Chief Information Officers – CIOs play an important role in an organization as they are supposed to help develop strategic approaches to diversify revenue sources and accelerate data-driven innovation, while retaining or, preferably, enhancing the technology invested by their company.They are constantly analyzing current and future needs of technology. The COVID-19 pandemic has made the work even more difficult for CIOs of Healthcare organizations as they are constantly deploying large-scale remote work and telemedicine tasks, both of which are demanding from technology and logistical point of view. 

When the COVID-19 hit, healthcare organisations learned of the tremendous lack of resources that prevents existing data from being used effectively to leverage high-level technological operations or even made available for collaboration. Machine learning can help CIOs as they have a timely opportunity to integrate machine learning to unlock the value of their data and help their organisations by enabling new revenue opportunities and leading to potentially life-changing, data driven innovation. A machine learning framework that allows artificial intelligence algorithms to learn from data distributed across multiple locations and owners — allows for collaboration with other healthcare organisations to develop more impactful data-driven insights without having to share sensitive data directly. 

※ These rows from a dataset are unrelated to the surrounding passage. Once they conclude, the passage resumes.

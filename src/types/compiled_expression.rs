use std::fmt;

use super::error::EvalError;
use super::expr::{CompiledExpr, CompiledOperand};
use super::value::TypedValue;

/// A parsed and checked rule expression, optionally carrying its `Item`.
///
/// Immutable once built. Safe to share behind `Arc` and evaluate from many
/// threads at once.
#[derive(Debug, Clone, PartialEq)]
#[must_use]
pub struct CompiledExpression {
    pub(crate) source: String,
    pub(crate) root: CompiledExpr,
    pub(crate) item: Option<TypedValue>,
}

impl CompiledExpression {
    /// The expression text this was compiled from.
    #[must_use]
    pub fn source(&self) -> &str {
        &self.source
    }

    /// The bound `Item`, if any.
    #[must_use]
    pub fn item(&self) -> Option<&TypedValue> {
        self.item.as_ref()
    }

    /// Whether the expression mentions `Item` anywhere.
    #[must_use]
    pub fn references_item(&self) -> bool {
        expr_mentions_item(&self.root)
    }

    /// Evaluate against a runtime `Val`. `true` means the rule is violated.
    ///
    /// # Errors
    ///
    /// Returns [`EvalError`] when an operator meets operand types it is not
    /// defined for, or when `Item` is referenced but was never bound.
    pub fn evaluate(&self, val: &TypedValue) -> Result<bool, EvalError> {
        crate::evaluate::evaluate(&self.root, self.item.as_ref(), val)
    }
}

fn expr_mentions_item(expr: &CompiledExpr) -> bool {
    match expr {
        CompiledExpr::Compare { left, right, .. } => {
            operand_mentions_item(left) || operand_mentions_item(right)
        }
        CompiledExpr::And(a, b) | CompiledExpr::Or(a, b) => {
            expr_mentions_item(a) || expr_mentions_item(b)
        }
        CompiledExpr::Not(inner) => expr_mentions_item(inner),
    }
}

fn operand_mentions_item(operand: &CompiledOperand) -> bool {
    match operand {
        CompiledOperand::Item => true,
        CompiledOperand::Len(inner) => operand_mentions_item(inner),
        CompiledOperand::Val | CompiledOperand::Literal(_) => false,
    }
}

impl fmt::Display for CompiledExpression {
    fn fmt(&self, f: &mut fmt::Formatter<'_>) -> fmt::Result {
        match &self.item {
            Some(item) => write!(f, "{} [Item = {item}]", self.source.trim()),
            None => f.write_str(self.source.trim()),
        }
    }
}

Machine learning can help CIOs in Healthcare and when implemented in healthcare organisations to process and operate high-level data can have numerous benefits such as:

Privacy and Compliance

It is the duty of the CIOs to safely manage the data of their organisations for purposes related to revenues and analysis. Machine learning fulfils privacy obligations based on consent standards and legislation, such as HIPAA and the General Data Protection Law of the European Union, by holding all data stored in the networks of healthcare organisations. With earlier attempts to secure healthcare data by de-identification falling short (in some cases, de-identification being able to bypass HIPAA), alternative approaches to data protection need to be explored. Indeed, machine learning can help overcome the infamous data de-identification problem that has not been adequately de-identified to re-identify patients and data that has been de-identified to be useless for AI algorithm training.

Security and Access

By holding all data stored only in networks of healthcare organisations, machine learning makes transfers of physical data extremely risky and sluggish a thing of the past. Also gone is the need to rely on data users to return or dispose of data properly after they have finished operating with it. With machine learning systems, anyone allowed to access data can do that safely and efficiently, regardless of where they are located.

Handling existing data 

There is an infinite range of health-care data to deal with from X-ray and MRI images, blood pressure measurements and handwritten notes from doctors. Machine learning can benefit by easily integrating with existing healthcare systems or EHRs and structuring all data in order to make it easier to search and act.

Comprehensive security 

Key to clinical research is the ability to correlate different data sets, since local data sets are often too small or skewed. This, however, brings with it the troublesome likelihood of correlating data sets being related and potentially de-anonymised. Although it is possible that there will still be a trade-off between data privacy and efficiency, machine learning can help facilitate more safe data correlation by providing differential privacy, which enables data sharing by identifying community trends within data sets although maintaining information about individuals.